Il volume di alta divulgazione scientifica “Il mondo delle terre collettive Itinerari giuridici tra ieri e domani” (Casa Editrice Quodlibet; https://www.quodlibet.it/libro/9788822903884 - https://www.usicivici.unitn.it/download/newsletter/20190916_1049PaoloGrossi.pdf), nel quale Paolo Grossi dona ai «tanti, tenacemente operosi negli Assetti fondiari collettivi» la sintesi del suo pensiero nella materia, sarà presentato al professore di Storia del diritto medievale e moderno dell’Università di Trento, Diego Quaglioni alle 11.15 di venerdì 22 novembre.

Le Comunicazioni

Le Comunicazioni (giovedì 21 novembre, dalle 17 alle 18.30) tratteranno i temi: “Il Parco Naturale delle Dolomiti d’Ampezzo come modello di accordo pubblico-privato volto a conciliare l’interesse generale di tutela ambientale di un patrimonio regoliero con le attività e le necessità della comunità locale” (a cura di Stefano Lorenzi, segretario generale della Comunità delle Regole di Ampezzo); “La Comunità delle Regole di Spinale e Manez come partner per lo sviluppo turistico sostenibile del territorio di Madonna di Campiglio (Tn)” (a cura del presidente Luca Cerana); “La Magnifica Comunità di Fiemme e la gestione della propria filiera forestale dalla rinnovazione del bosco al semilavorato industriale” (a cura dello scario Giacomo Boninsegna e del dirigente dell’Azienda Legnami Stefano Cattoi); “Verso un patto di Paesaggio: l’esperienza del Consorzio Uomini di Massenzatica leader dello sviluppo rurale delle Terre Pomposiane” (a cura del presidente Carlo Ragazzi e di Davide Neri, Monica Pantaloni e Giovanni Marinelli dell’Università Politecnica delle Marche).
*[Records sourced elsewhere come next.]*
//! pomgraph core - Maven module graph assembly.
//!
//! Reads `pom.xml` descriptors, deduplicates the modules they describe and
//! the modules they reference, and links them into a single directed graph.
//!
//! # Features
//!
//! - **Three relation kinds**: parent, sub-module containment, dependency
//! - **One node per identity**: `group:artifact`, with metadata merged across
//!   every sighting
//! - **One edge per ordered pair**: relation labels accumulate on it
//! - **Gitignore-aware discovery** via the `ignore` crate
//! - **Parallel descriptor reads** using Rayon
//! - **Export formats**: GraphML, JSON, DOT
//!
//! # Usage
//!
//! ```no_run
//! use pomgraph_core::{build_module_graph, exporter, BuildOptions};
//!
//! let report = build_module_graph(&["./my-project"], &BuildOptions::default())?;
//! let graphml = exporter::graphml::export(&report.graph);
//! # Ok::<(), pomgraph_core::GraphError>(())
//! ```

pub mod builder;
pub mod descriptor;
pub mod error;
pub mod exporter;
pub mod graph;
pub mod module;
pub mod pipeline;
pub mod scanner;
pub mod store;
pub mod types;

pub use builder::build_graph;
pub use descriptor::{DescriptorCache, ParsedDescriptor};
pub use error::{GraphError, Result};
pub use exporter::ExportFormat;
pub use graph::ModuleGraph;
pub use module::MavenModule;
pub use pipeline::{build_module_graph, BuildOptions, BuildReport};
pub use scanner::{ScanOptions, ScanResult};
pub use store::NodeStore;
pub use types::{ModuleId, NodeAttributes, NodeId, RelationKind, RelationSet};
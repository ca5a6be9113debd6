//! Graph builders for the three relation kinds.
//!
//! Each kind is one pass over the module set:
//!
//! | Kind         | Edge                   | Source of truth          |
//! |--------------|------------------------|--------------------------|
//! | `Dependency` | module -> dependency   | `<dependencies>`         |
//! | `Module`     | module -> sub-module   | `<modules>`              |
//! | `Parent`     | module -> parent       | `<parent>`               |
//!
//! Every endpoint goes through the [`NodeStore`], so targets that only ever
//! appear as a reference still become (attribute-less) nodes, and a target
//! that is later scanned directly gets its metadata merged in. Passes can run
//! in any order; an ordered pair connected by several passes ends up as one
//! edge carrying every label.

use tracing::debug;

use crate::descriptor::DescriptorCache;
use crate::error::Result;
use crate::graph::ModuleGraph;
use crate::module::MavenModule;
use crate::store::NodeStore;
use crate::types::RelationKind;

/// Run one relation pass over `modules`.
///
/// Each module is registered as a node before its edges are added, so a
/// module with no relations of this kind still appears in the graph.
pub fn build(
    kind: RelationKind,
    modules: &[MavenModule],
    store: &mut NodeStore,
    cache: &mut DescriptorCache,
) -> Result<()> {
    for module in modules {
        store.get_or_create_node(module)?;
        add_edges(kind, module, store, cache)?;
    }
    debug!(
        "{} pass done: {} edges carry this label",
        kind,
        store.graph().edge_count_of(kind)
    );
    Ok(())
}

/// Add the `kind` edges leaving `module`.
pub fn add_edges(
    kind: RelationKind,
    module: &MavenModule,
    store: &mut NodeStore,
    cache: &mut DescriptorCache,
) -> Result<()> {
    let targets: Vec<MavenModule> = match kind {
        RelationKind::Dependency => module
            .dependencies(cache)?
            .into_iter()
            .map(|(dependency, _)| dependency)
            .collect(),
        RelationKind::Module => module.sub_modules(cache)?,
        RelationKind::Parent => module.parent(cache)?.into_iter().collect(),
    };

    if targets.is_empty() {
        return Ok(());
    }

    let source = store.get_or_create_node(module)?;
    for target in &targets {
        let target = store.get_or_create_node(target)?;
        store.connect(&source, &target, kind)?;
    }
    Ok(())
}

/// Build a graph over `modules` with every relation kind in `kinds`.
///
/// Duplicate kinds are ignored. An empty `kinds` yields a graph with nodes
/// only.
pub fn build_graph(
    modules: &[MavenModule],
    kinds: &[RelationKind],
    cache: &mut DescriptorCache,
) -> Result<ModuleGraph> {
    let mut store = NodeStore::new();

    if kinds.is_empty() {
        for module in modules {
            store.get_or_create_node(module)?;
        }
    }

    let mut done: Vec<RelationKind> = Vec::with_capacity(kinds.len());
    for &kind in kinds {
        if done.contains(&kind) {
            continue;
        }
        build(kind, modules, &mut store, cache)?;
        done.push(kind);
    }

    Ok(store.into_graph())
}
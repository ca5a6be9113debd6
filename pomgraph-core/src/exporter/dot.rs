//! Graphviz DOT exporter.

use crate::graph::ModuleGraph;
use crate::types::RelationKind;

/// Export the graph as a Graphviz `digraph`.
///
/// Modules with `pom` packaging are drawn as folders; modules with no
/// descriptor are dashed. Edge style follows the strongest relation: parent
/// edges are dotted, containment is bold.
pub fn export(graph: &ModuleGraph) -> String {
    let mut lines = vec![
        "digraph modules {".to_string(),
        "    rankdir=LR;".to_string(),
        "    node [shape=box];".to_string(),
    ];

    for node in graph.nodes() {
        let mut attrs = vec![format!("label={}", quote(node.id.as_str()))];
        if node.attributes.packaging == "pom" {
            attrs.push("shape=folder".to_string());
        }
        if node.attributes.descriptor_path.is_empty() {
            attrs.push("style=dashed".to_string());
        }
        lines.push(format!("    {} [{}];", quote(node.id.as_str()), attrs.join(", ")));
    }

    for edge in graph.edges() {
        let style = if edge.relations.contains(RelationKind::Module) {
            "bold"
        } else if edge.relations.contains(RelationKind::Parent) {
            "dotted"
        } else {
            "solid"
        };
        lines.push(format!(
            "    {} -> {} [label={}, style={}];",
            quote(edge.source.as_str()),
            quote(edge.target.as_str()),
            quote(&edge.relations.label()),
            style
        ));
    }

    lines.push("}".to_string());

    let mut output = lines.join("\n");
    output.push('\n');
    output
}

fn quote(text: &str) -> String {
    format!("\"{}\"", text.replace('\\', "\\\\").replace('"', "\\\""))
}
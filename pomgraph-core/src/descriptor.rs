//! POM descriptor reading.
//!
//! [`read`] turns one `pom.xml` into a [`ParsedDescriptor`]. It is a pure
//! function of the file contents and may be called repeatedly for the same
//! path; [`DescriptorCache`] memoizes it for the duration of one build.
//!
//! Only elements in the POM 4.0.0 namespace are recognized. A document
//! written against another namespace yields no matching elements and fails
//! with [`GraphError::MissingIdentity`].

use encoding_rs::{Encoding, UTF_8};
use rayon::prelude::*;
use roxmltree::{Document, Node};
use std::borrow::Cow;
use std::collections::HashMap;
use std::fs;
use std::path::{Path, PathBuf};
use std::rc::Rc;
use tracing::debug;

use crate::error::{GraphError, Result};
use crate::types::{DependencyMetadata, ModuleId, DEFAULT_PACKAGING};

/// File name that marks a directory as a Maven module.
pub const DESCRIPTOR_FILE_NAME: &str = "pom.xml";

/// The only namespace descriptors are read in.
pub const POM_NAMESPACE: &str = "http://maven.apache.org/POM/4.0.0";

/// `<dependency>` children copied into [`DependencyMetadata`] when present.
const DEPENDENCY_METADATA_FIELDS: &[&str] = &["scope", "type", "classifier", "optional", "version"];

/// A dependency as declared in a descriptor.
#[derive(Clone, Debug, PartialEq, Eq)]
pub struct DeclaredDependency {
    pub id: ModuleId,
    pub metadata: DependencyMetadata,
}

/// Everything graph assembly needs from one descriptor.
#[derive(Clone, Debug, PartialEq, Eq)]
pub struct ParsedDescriptor {
    pub id: ModuleId,
    /// Declared packaging, or `"jar"` when omitted.
    pub packaging: String,
    /// Parent identity, only when both its group and artifact are declared.
    pub parent: Option<ModuleId>,
    /// `<modules>/<module>` entries, relative to the descriptor directory.
    pub modules: Vec<String>,
    pub dependencies: Vec<DeclaredDependency>,
}

/// Read and parse the descriptor at `path`.
///
/// The bytes are decoded per the byte order mark, else per the XML
/// declaration's `encoding`, else as UTF-8.
pub fn read(path: &Path) -> Result<ParsedDescriptor> {
    let bytes = fs::read(path).map_err(|source| GraphError::Io {
        path: path.to_path_buf(),
        source,
    })?;
    let text = decode(&bytes, path)?;
    parse(&text, path)
}

/// Decode descriptor bytes to text. Malformed input is an error.
fn decode<'b>(bytes: &'b [u8], path: &Path) -> Result<Cow<'b, str>> {
    let (encoding, bom_len) = Encoding::for_bom(bytes)
        .unwrap_or_else(|| (declared_encoding(bytes).unwrap_or(UTF_8), 0));

    let (text, had_errors) = encoding.decode_without_bom_handling(&bytes[bom_len..]);
    if had_errors {
        return Err(GraphError::Encoding {
            path: path.to_path_buf(),
            encoding: encoding.name(),
        });
    }
    Ok(text)
}

/// Encoding named by a leading `<?xml ... encoding="..."?>`, if any.
///
/// Only ASCII-compatible encodings are honoured; the declaration itself was
/// read as ASCII, so anything else contradicts the bytes.
fn declared_encoding(bytes: &[u8]) -> Option<&'static Encoding> {
    let rest = bytes.strip_prefix(b"<?xml")?;
    let end = rest.windows(2).position(|w| w == b"?>")?;
    let declaration = std::str::from_utf8(&rest[..end]).ok()?;

    let after = &declaration[declaration.find("encoding")? + "encoding".len()..];
    let after = after.trim_start().strip_prefix('=')?.trim_start();
    let quote = after.chars().next().filter(|c| *c == '"' || *c == '\'')?;
    let value = &after[1..];
    let label = &value[..value.find(quote)?];

    Encoding::for_label(label.as_bytes()).filter(|encoding| encoding.is_ascii_compatible())
}

/// Parse descriptor text. `path` is only used for error reporting.
pub fn parse(text: &str, path: &Path) -> Result<ParsedDescriptor> {
    let doc = Document::parse(text).map_err(|source| GraphError::Xml {
        path: path.to_path_buf(),
        source,
    })?;
    let project = doc.root_element();

    let parent_nodes: Vec<Node> = children(project, "parent").collect();
    if parent_nodes.len() > 1 {
        return Err(GraphError::MalformedParent {
            path: path.to_path_buf(),
            count: parent_nodes.len(),
        });
    }
    let parent_node = parent_nodes.first().copied();

    // artifactId is never inherited; groupId falls back to the parent's
    let artifact = child_text(project, "artifactId").ok_or_else(|| GraphError::MissingIdentity {
        path: path.to_path_buf(),
        field: "artifactId",
    })?;
    let group = child_text(project, "groupId")
        .or_else(|| parent_node.and_then(|p| child_text(p, "groupId")))
        .ok_or_else(|| GraphError::MissingIdentity {
            path: path.to_path_buf(),
            field: "groupId",
        })?;

    let parent = parent_node.and_then(|p| {
        match (child_text(p, "groupId"), child_text(p, "artifactId")) {
            (Some(group), Some(artifact)) => Some(ModuleId::new(group, artifact)),
            _ => None,
        }
    });

    let packaging = child_text(project, "packaging").unwrap_or_else(|| DEFAULT_PACKAGING.to_string());

    let modules = children(project, "modules")
        .flat_map(|modules| children(modules, "module"))
        .filter_map(node_text)
        .collect();

    let dependencies = children(project, "dependencies")
        .flat_map(|deps| children(deps, "dependency"))
        .map(|node| parse_dependency(node, path))
        .collect::<Result<Vec<_>>>()?;

    Ok(ParsedDescriptor {
        id: ModuleId::new(group, artifact),
        packaging,
        parent,
        modules,
        dependencies,
    })
}

fn parse_dependency(node: Node, path: &Path) -> Result<DeclaredDependency> {
    let group = child_text(node, "groupId").ok_or_else(|| GraphError::MissingIdentity {
        path: path.to_path_buf(),
        field: "dependency/groupId",
    })?;
    let artifact = child_text(node, "artifactId").ok_or_else(|| GraphError::MissingIdentity {
        path: path.to_path_buf(),
        field: "dependency/artifactId",
    })?;

    let metadata = DEPENDENCY_METADATA_FIELDS
        .iter()
        .filter_map(|field| child_text(node, field).map(|value| (field.to_string(), value)))
        .collect();

    Ok(DeclaredDependency {
        id: ModuleId::new(group, artifact),
        metadata,
    })
}

/// Direct element children in the POM namespace with the given local name.
fn children<'a, 'input: 'a>(
    node: Node<'a, 'input>,
    name: &'a str,
) -> impl Iterator<Item = Node<'a, 'input>> + 'a {
    node.children()
        .filter(move |child| child.is_element() && child.has_tag_name((POM_NAMESPACE, name)))
}

/// Trimmed text of the first matching child, `None` if absent or blank.
fn child_text(node: Node, name: &str) -> Option<String> {
    children(node, name).next().and_then(node_text)
}

fn node_text(node: Node) -> Option<String> {
    node.text()
        .map(str::trim)
        .filter(|text| !text.is_empty())
        .map(str::to_string)
}

/// Per-run memo of parsed descriptors, keyed by path.
///
/// Descriptors are static for the duration of a run, so a cached entry is
/// never stale. Paths are used as given; two spellings of the same file are
/// simply read twice.
#[derive(Debug, Default)]
pub struct DescriptorCache {
    entries: HashMap<PathBuf, Rc<ParsedDescriptor>>,
    reads: usize,
}

impl DescriptorCache {
    pub fn new() -> Self {
        Self::default()
    }

    /// Parsed descriptor for `path`, reading it on first access.
    pub fn get(&mut self, path: &Path) -> Result<Rc<ParsedDescriptor>> {
        if let Some(parsed) = self.entries.get(path) {
            debug!("Descriptor cache hit for {}", path.display());
            return Ok(Rc::clone(parsed));
        }

        debug!("Reading descriptor {}", path.display());
        let parsed = Rc::new(read(path)?);
        self.reads += 1;
        self.entries.insert(path.to_path_buf(), Rc::clone(&parsed));
        Ok(parsed)
    }

    /// Read all `paths` in parallel and insert the results.
    ///
    /// Parsing happens on the rayon pool; insertion happens here, on the
    /// calling thread, in the order of `paths`. The first failure in that
    /// order is returned.
    pub fn preload(&mut self, paths: &[PathBuf]) -> Result<()> {
        let pending: Vec<&PathBuf> = paths
            .iter()
            .filter(|path| !self.entries.contains_key(path.as_path()))
            .collect();

        let parsed: Vec<(&PathBuf, Result<ParsedDescriptor>)> = pending
            .par_iter()
            .map(|path| (*path, read(path)))
            .collect();

        debug!("Preloaded {} descriptors", parsed.len());

        for (path, result) in parsed {
            let descriptor = result?;
            self.reads += 1;
            self.entries.insert(path.clone(), Rc::new(descriptor));
        }
        Ok(())
    }

    /// Number of descriptors actually read from disk.
    pub fn reads(&self) -> usize {
        self.reads
    }

    pub fn len(&self) -> usize {
        self.entries.len()
    }

    pub fn is_empty(&self) -> bool {
        self.entries.is_empty()
    }
}
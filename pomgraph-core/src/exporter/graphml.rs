//! GraphML exporter.
//!
//! Nodes carry `packaging` and `pom` (descriptor path) string attributes;
//! edges carry `linktype`, the comma-joined relation label. Node and edge
//! order follow graph insertion order.

use super::{escape_xml, LINK_KEY, PACKAGING_KEY, POM_KEY};
use crate::graph::ModuleGraph;

const GRAPHML_NAMESPACE: &str = "http://graphml.graphdrawing.org/xmlns";

/// Export the graph as a GraphML document.
pub fn export(graph: &ModuleGraph) -> String {
    let mut lines = Vec::new();

    lines.push("<?xml version=\"1.0\" encoding=\"UTF-8\"?>".to_string());
    lines.push(format!(
        "<graphml xmlns=\"{ns}\" xmlns:xsi=\"http://www.w3.org/2001/XMLSchema-instance\" \
         xsi:schemaLocation=\"{ns} {ns}/1.0/graphml.xsd\">",
        ns = GRAPHML_NAMESPACE
    ));
    for (key, domain) in [(PACKAGING_KEY, "node"), (POM_KEY, "node"), (LINK_KEY, "edge")] {
        lines.push(format!(
            "  <key id=\"{0}\" for=\"{1}\" attr.name=\"{0}\" attr.type=\"string\"/>",
            key, domain
        ));
    }
    lines.push("  <graph id=\"G\" edgedefault=\"directed\">".to_string());

    for node in graph.nodes() {
        lines.push(format!("    <node id=\"{}\">", escape_xml(node.id.as_str())));
        lines.push(data_line(PACKAGING_KEY, &node.attributes.packaging));
        lines.push(data_line(POM_KEY, &node.attributes.descriptor_path));
        lines.push("    </node>".to_string());
    }

    for (i, edge) in graph.edges().enumerate() {
        lines.push(format!(
            "    <edge id=\"e{}\" source=\"{}\" target=\"{}\">",
            i,
            escape_xml(edge.source.as_str()),
            escape_xml(edge.target.as_str())
        ));
        lines.push(data_line(LINK_KEY, &edge.relations.label()));
        lines.push("    </edge>".to_string());
    }

    lines.push("  </graph>".to_string());
    lines.push("</graphml>".to_string());

    let mut output = lines.join("\n");
    output.push('\n');
    output
}

fn data_line(key: &str, value: &str) -> String {
    format!("      <data key=\"{}\">{}</data>", key, escape_xml(value))
}

#[cfg(test)]
mod tests {
    use super::*;
    use crate::exporter::test_support::sample_graph;
    use crate::types::{ModuleId, NodeAttributes};

    #[test]
    fn test_export_graphml_structure() {
        let output = export(&sample_graph());

        assert!(output.starts_with("<?xml"));
        assert!(output.contains("edgedefault=\"directed\""));
        assert!(output.contains("attr.name=\"linktype\""));
        assert_eq!(output.matches("<node ").count(), 3);
        assert_eq!(output.matches("<edge ").count(), 3);
        assert!(output.contains("<node id=\"org.acme:root\">"));
        assert!(output.contains("<data key=\"packaging\">pom</data>"));
        assert!(output.contains("<data key=\"pom\">/repo/core/pom.xml</data>"));
        assert!(output.contains(
            "<edge id=\"e0\" source=\"org.acme:root\" target=\"org.acme:core\">"
        ));
        assert!(output.contains("<data key=\"linktype\">module,dependency</data>"));
    }

    #[test]
    fn test_export_graphml_is_well_formed() {
        let mut graph = sample_graph();
        graph
            .insert_node(
                ModuleId::new("odd&group", "<artifact>").node_id(),
                NodeAttributes::new("jar", "/repo/it's/pom.xml"),
            )
            .unwrap();
        let output = export(&graph);

        let doc = roxmltree::Document::parse(&output).unwrap();
        let nodes = doc
            .descendants()
            .filter(|n| n.has_tag_name((GRAPHML_NAMESPACE, "node")))
            .count();
        assert_eq!(nodes, 4);
        assert!(doc
            .descendants()
            .any(|n| n.attribute("id") == Some("odd&group:<artifact>")));
    }

    #[test]
    fn test_export_empty_graph() {
        let output = export(&ModuleGraph::new());
        assert!(output.contains("<graph id=\"G\" edgedefault=\"directed\">"));
        assert!(!output.contains("<node "));
    }
}
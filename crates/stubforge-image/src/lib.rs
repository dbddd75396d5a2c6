/// Launcher image format
///
/// Defines the container the stubforge emitter serializes: an instruction
/// stream for the launcher entry point, optional static-initializer and
/// module-resolver routines, metadata records, and a resource table. The
/// generator only ever writes images; the reader exists for launcher hosts
/// and for tests.

pub mod error;
pub mod image;
pub mod instr;

pub use error::{ImageError, Result};
pub use image::{
    Apartment, LauncherImage, Machine, MetadataKind, MetadataRecord, Platform, ResourceEntry,
    Subsystem,
};
pub use instr::{render_message, DialogButton, DialogIcon, Instr, OptionValue};
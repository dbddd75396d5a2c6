/// Error types for the launcher image format

use thiserror::Error;

pub type Result<T> = std::result::Result<T, ImageError>;

#[derive(Error, Debug)]
pub enum ImageError {
    #[error("I/O error: {0}")]
    Io(#[from] std::io::Error),

    #[error("encoding error: {0}")]
    Encode(#[from] bincode::error::EncodeError),

    #[error("decoding error: {0}")]
    Decode(#[from] bincode::error::DecodeError),

    #[error("not a launcher image (bad magic)")]
    BadMagic,

    #[error("unsupported image format version {0}")]
    UnsupportedVersion(u16),
}
/// Collaborator interfaces
///
/// The generator itself neither compiles scripts nor hosts the scripting
/// runtime; these traits describe what it needs from the components that do.

use std::path::{Path, PathBuf};

use crate::error::Result;

/// A library currently loaded by the hosting process.
#[derive(Debug, Clone)]
pub struct LoadedLibrary {
    /// Simple library name, without extension.
    pub name: String,
    /// On-disk location the bytes can be read from.
    pub path: PathBuf,
    /// Generated at run time, with no backing file.
    pub is_dynamic: bool,
    /// Executable rather than a support library.
    pub has_entry_point: bool,
}

/// Enumerates the scripting runtime's own support libraries so standalone
/// builds can bundle them.
pub trait RuntimeHost {
    fn loaded_libraries(&self) -> Vec<LoadedLibrary>;

    /// Name prefixes identifying the runtime's own libraries.
    fn library_prefixes(&self) -> Vec<String>;
}

/// Metadata handed to the external module compiler.
#[derive(Debug, Clone, Default)]
pub struct CompileMetadata {
    pub main_module: String,
    pub file_version: String,
    pub copyright: String,
    pub product_name: String,
    pub product_version: String,
}

/// The scripting language's own compiler: turns source files into one
/// compiled module on disk.
pub trait ModuleCompiler {
    fn compile_module(
        &self,
        output: &Path,
        metadata: &CompileMetadata,
        sources: &[PathBuf],
    ) -> Result<()>;
}

/// Diagnostic description of the scripting engine; used only for the startup
/// banner, never functionally.
pub trait ScriptEngineInfo {
    fn display_name(&self) -> String;
    fn language_version(&self) -> String;
}

/// A `RuntimeHost` backed by a fixed library list, for callers that know the
/// runtime installation layout up front (the CLI, tests).
#[derive(Debug, Clone, Default)]
pub struct StaticHost {
    libraries: Vec<LoadedLibrary>,
    prefixes: Vec<String>,
}

impl StaticHost {
    pub fn new(libraries: Vec<LoadedLibrary>, prefixes: Vec<String>) -> Self {
        Self {
            libraries,
            prefixes,
        }
    }

    /// Build a host from support-library file paths; every listed library is
    /// treated as a bundlable runtime dependency, so each library's own name
    /// doubles as a matching prefix.
    pub fn from_paths(paths: &[PathBuf]) -> Self {
        let libraries: Vec<LoadedLibrary> = paths
            .iter()
            .map(|path| LoadedLibrary {
                name: path
                    .file_stem()
                    .map(|s| s.to_string_lossy().into_owned())
                    .unwrap_or_default(),
                path: path.clone(),
                is_dynamic: false,
                has_entry_point: false,
            })
            .collect();
        let prefixes = libraries.iter().map(|l| l.name.clone()).collect();
        Self::new(libraries, prefixes)
    }
}

impl RuntimeHost for StaticHost {
    fn loaded_libraries(&self) -> Vec<LoadedLibrary> {
        self.libraries.clone()
    }

    fn library_prefixes(&self) -> Vec<String> {
        self.prefixes.clone()
    }
}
Le 3 sessioni della Riunione scientifica saranno presiedute rispettivamente da Amedeo Postiglione, fondatore e direttore dell’International Court of the Environment Foundation e vice presidente dell’EU Forum of Judges for Environment; Francesco Adornato, rettore dell’Università di Macerata e professore di Diritto agrario; e da Aldo Carosi, vicepresidente della Corte costituzionale.